La reciproca sublimazione di concetti discordanti si presenta dunque come il vero punto nevralgico del film e viene rincorsa tanto a lungo dal suo autore da divenire ossimorica: l’esempio più lampante è rappresentato visivamente dall’oscurità degli avvenimenti e del progresso scientifico e dal modo in cui questa risulti al contempo sgargiante, poiché irradiata dal lume della conoscenza e dalla scintilla – la stessa che ha prodotto il fuoco e nondimeno quella delle stelle che rendono visibile lo Spazio – dell’evoluzione umana.
La luce, dal canto suo – in particolare quella sprigionata dalla prima esplosione della bomba, cui Oppenheimer assiste nascosto dietro un vetro che, non a caso, ricorda l’oblò di una navicella spaziale -, vive una condizione del tutto analoga: nel suo essere (onni)potente e quasi accecante, è minacciata dal – oltre a convivere con il – buio dell’oblio che ne consegue.
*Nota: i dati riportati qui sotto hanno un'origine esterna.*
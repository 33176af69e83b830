//! # Numbering Repository
//!
//! The function-level numbering contracts consumed by form handlers:
//! read-only previews and single ad-hoc allocations. The shipment
//! orchestrator bypasses this and drives the allocator inside its own
//! transaction.

use chrono::{NaiveDate, Utc};
use sqlx::SqlitePool;
use tracing::debug;

use challan_core::fiscal_year::fiscal_year;
use challan_core::number::format_with;
use challan_core::types::DcType;

use crate::error::{DbError, DbResult};
use crate::repository::project::fetch_numbering_settings;
use crate::repository::sequence::SequenceRepository;

/// Repository for document-number generation.
#[derive(Debug, Clone)]
pub struct NumberingRepository {
    pool: SqlitePool,
}

impl NumberingRepository {
    /// Creates a new NumberingRepository.
    pub fn new(pool: SqlitePool) -> Self {
        NumberingRepository { pool }
    }

    /// Returns what the next document number would be WITHOUT incrementing
    /// the sequence.
    ///
    /// Advisory only - the value can be stale by the time a real
    /// allocation happens. Used to pre-fill creation forms.
    pub async fn peek_next_number(&self, project_id: i64, dc_type: DcType) -> DbResult<String> {
        let settings = fetch_numbering_settings(&self.pool, project_id).await?;
        let fy = fiscal_year(Utc::now().date_naive());

        let next = SequenceRepository::new(self.pool.clone())
            .peek(project_id, dc_type, &fy)
            .await?;

        Ok(format_with(&settings.format, &settings.prefix, &fy, dc_type, next))
    }

    /// Allocates and formats a document number for today.
    ///
    /// For ad-hoc single-document creation outside the wizard; wraps its
    /// own one-step transaction.
    pub async fn generate_number(&self, project_id: i64, dc_type: DcType) -> DbResult<String> {
        self.generate_number_for_date(project_id, dc_type, Utc::now().date_naive())
            .await
    }

    /// Allocates and formats a document number using a specific date for
    /// the fiscal-year key.
    pub async fn generate_number_for_date(
        &self,
        project_id: i64,
        dc_type: DcType,
        date: NaiveDate,
    ) -> DbResult<String> {
        let mut tx = self.pool.begin().await.map_err(DbError::from)?;

        let settings = fetch_numbering_settings(&mut *tx, project_id).await?;
        let fy = fiscal_year(date);

        let sequence = SequenceRepository::next_in_tx(&mut tx, project_id, dc_type, &fy).await?;

        tx.commit().await.map_err(DbError::from)?;

        let number = format_with(&settings.format, &settings.prefix, &fy, dc_type, sequence);
        debug!(project_id, %dc_type, %number, "Generated document number");

        Ok(number)
    }
}

// =============================================================================
// Unit Tests
// =============================================================================
//! # Database Migrations
//!
//! Embedded SQL migrations for the challan engine.
//!
//! The `sqlx::migrate!()` macro embeds all SQL files from
//! `migrations/sqlite/` into the binary at compile time; applied versions
//! are tracked in `_sqlx_migrations`.
//!
//! ## Adding New Migrations
//! 1. Create a new file in `migrations/sqlite/` with the next number
//!    (`NNN_description.sql`)
//! 2. Write idempotent SQL (`IF NOT EXISTS` where possible)
//! 3. Never modify an existing migration - always add a new one

use sqlx::SqlitePool;
use tracing::info;

use crate::error::DbResult;

/// Embedded migrations from the `migrations/sqlite` directory.
static MIGRATOR: sqlx::migrate::Migrator = sqlx::migrate!("../../migrations/sqlite");

/// Runs all pending database migrations.
///
/// Idempotent and ordered; each migration runs in its own transaction.
pub async fn run_migrations(pool: &SqlitePool) -> DbResult<()> {
    info!("Checking for pending migrations");

    MIGRATOR.run(pool).await?;

    info!("All migrations applied successfully");
    Ok(())
}

/// Returns (total_migrations, applied_migrations) for diagnostics.
pub async fn migration_status(pool: &SqlitePool) -> DbResult<(usize, usize)> {
    let total = MIGRATOR.migrations.len();

    let applied: i64 = sqlx::query_scalar("SELECT COUNT(*) FROM _sqlx_migrations")
        .fetch_one(pool)
        .await
        .unwrap_or(0);

    Ok((total, applied as usize))
}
Il suono in(el)udibile e il silenzio assordante
Il medesimo rapporto ossimorico si estende nel film sul piano della dinamica sonora, che Nolan lascia ondeggiare tra eccessi e mancanze per arrivare a confonderne i livelli di significato e di percezione uditiva. Nella già citata sequenza dello scoppio della bomba atomica, peraltro colonna fondamentale e nucleo drammaturgico dell’intera opera, silenzio e frastuono si alternano pericolosamente fino a coincidere: il suono è talmente ancestrale da risultare inudibile ed extra sensoriale, eppure è senza dubbio inevitabile, in quanto genesi della creazione allo stesso modo in cui il primo suono che ha squarciato il silenzio del cosmo è all’origine dell’altrimenti inspiegabile – e ugualmente non spiegata – esistenza. Altrettanto oneroso, nella sua vuotezza spettrale, è però il silenzio, paradossalmente assordante e anch’esso impossibile da evitare.
In Oppenheimer troviamo alcuni momenti nei quali le simultanee contraddizioni dell’aspetto uditivo di silenzio e frastuono arrivano addirittura a fondersi con quelle dell’aspetto visuale di buio e luce, dando forma ad una incontenibile implosione che avviene sempre in presenza – o ai danni – del protagonista, simbolo totalizzante dell’azzeramento del confine tra giusto e sbagliato e di un mistero che lacera soltanto chi cerca ingenuamente di risolverlo. Proprio come funziona per un grande film, per gli ammalianti e autentici squarci di grande cinema.